In such a big entry there will be lots of time to watch #49 and the other dog specials.  Comparison is inevitable.  To some he won’t be enough dog, to others too much.  His owners and one of the breeders will be the most critical.  Is his coat shiny enough? Does he move cleanly coming and going?  How is his side-gait?  After several minutes, the gallery will notice a flaw in his grooming.  Faintly visible on the inside back of the off-side front leg, the hair is missing.  Just an errant slip with the scissors, surely.  Or maybe he chews his leg-coat, the bane of all owners of coated breeds.  The most discerning will notice another small spot on the outside of the off-side rear leg.  Just a little hole, artfully concealed with back-combing and a little hairspray. 

The handler smiles at the gray dog standing in front of her.  They share secrets only the two of them know.  The secret of the missing leg coat and the cause of her fatigue and pain.  She worries about disappointing the owners of the dog,  wishes these shows were just a month later in the season.  Many people who know her wished her luck on her travels to these shows.  But she has used up a significant amount of it just to be here.  The dog maybe more. 

 With a surprise Best in Show the first weekend of the show season, the handler made her dreams come true.  Another Best in Show followed a few months later with the owners sitting ringside.  She put so much of herself into this dog.  They were on the road nearly every weekend. Through a lot of hard work she put the dog on top of the stats.  Handler and dog, as one in the ring.  Coming home along a road she seldom drove, a flat tire was the harbinger of misfortune.  Limping home on the van’s donut spare she was looking forward to some down time before the next trip out.  It was a day she would always remember. 

The large snake struck quickly, twice.  The dog never saw it coming.  The van’s donut tire lasted long enough to drive them both to the emergency vet nearly an hour away.  Anti-venom did part of the work, but the spirit of the dog and his handler’s refusal to leave him did the rest.  She tended him at home, willing him to recover.  Then just a little more than a week later, her own body betrayed her.  She was harboring an unfelt infection that could have killed her as surely as the snake could have killed the dog.  
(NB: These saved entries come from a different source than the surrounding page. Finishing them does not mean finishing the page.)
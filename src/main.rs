use std::net::SocketAddr;
use tracing_subscriber::{layer::SubscriberExt, util::SubscriberInitExt};

use api_rest::{AppState, router};
use curecast_core::{CoreConfig, PredictionService};

/// Main entry point for the CureCast application
///
/// Loads the trained artifact and the disease catalog, then serves the REST API. Both inputs
/// are loaded before the listener binds, so the server never accepts a request while
/// partially initialised.
///
/// # Environment Variables
/// - `CURECAST_REST_ADDR`: REST server address (default: "0.0.0.0:5000")
/// - `CURECAST_ARTIFACT_PATH`: trained model artifact (default: "curecast_model.json")
/// - `CURECAST_DISEASE_CSV_PATH`: disease reference table (default: "disease_list_with_counts.csv")
///
/// # Errors
/// Returns an error if:
/// - the logging/tracing configuration cannot be initialised,
/// - either input is missing, unreadable or malformed,
/// - the server address cannot be parsed or bound, or
/// - the HTTP server fails while running.
#[tokio::main]
async fn main() -> anyhow::Result<()> {
    dotenvy::dotenv().ok();

    tracing_subscriber::registry()
        .with(
            tracing_subscriber::EnvFilter::from_default_env()
                .add_directive("curecast_run=info".parse()?)
                .add_directive("curecast_core=info".parse()?)
                .add_directive("api_rest=info".parse()?),
        )
        .with(tracing_subscriber::fmt::layer())
        .init();

    let rest_addr: SocketAddr = std::env::var("CURECAST_REST_ADDR")
        .unwrap_or_else(|_| "0.0.0.0:5000".into())
        .parse()?;

    let cfg = CoreConfig::from_env_values(
        std::env::var("CURECAST_ARTIFACT_PATH").ok(),
        std::env::var("CURECAST_DISEASE_CSV_PATH").ok(),
    )?;
    for (label, path) in [
        ("Model artifact", cfg.artifact_path()),
        ("Disease catalog", cfg.disease_csv_path()),
    ] {
        if !path.is_file() {
            anyhow::bail!("{} does not exist: {}", label, path.display());
        }
    }

    let service = PredictionService::from_config(&cfg)?;
    tracing::info!(
        "++ Loaded {} symptoms from artifact",
        service.vocabulary().len()
    );

    let app = router(AppState::new(service));

    tracing::info!("++ Starting CureCast REST on {}", rest_addr);
    let listener = tokio::net::TcpListener::bind(rest_addr).await?;
    axum::serve(listener, app).await?;

    Ok(())
}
 Staying home would have been more prudent, rest and live to fight another day.  In this East Coast show with its East Coast politics, they will have only a slight chance to win anything. But maybe they have already won. She turns her full attention to the task at hand and fights through the pain to make the judge notice the dog.  So many shows behind them, so many more to come.  

From ringside, we will stand in silence, holding our breath as the judge makes her cuts from the dogs before her.  We don’t have any faith in this judge.  Still, it is our National and we come to show our peers in the breed what we have.  Our eyes follow the #49 dog special around the ring.  He looks like the same dog we have  seen occasionally this season.  Strong and fit.  His handler patiently working him.  We marvel that the two of them have survived their journey.  

Later that evening, we will go to dinner with the handler of #49 and her husband.  We will eat steak and talk about the weekend and make plans for the future.  We’ll toast what has been accomplished this show season.  We are the owners of the #49 dog, our Danny, and proud to call his handler, Odebt, our friend.

4 thoughts on “#49

  1. Good luck! Can’t wait to hear the results, but regardless I’d say you have a dog to be proud of.

  2. “A thing of beauty is a joy forever, it will never pass into nothingness” . . . Keats. Thanks for the wonderful gift of your words.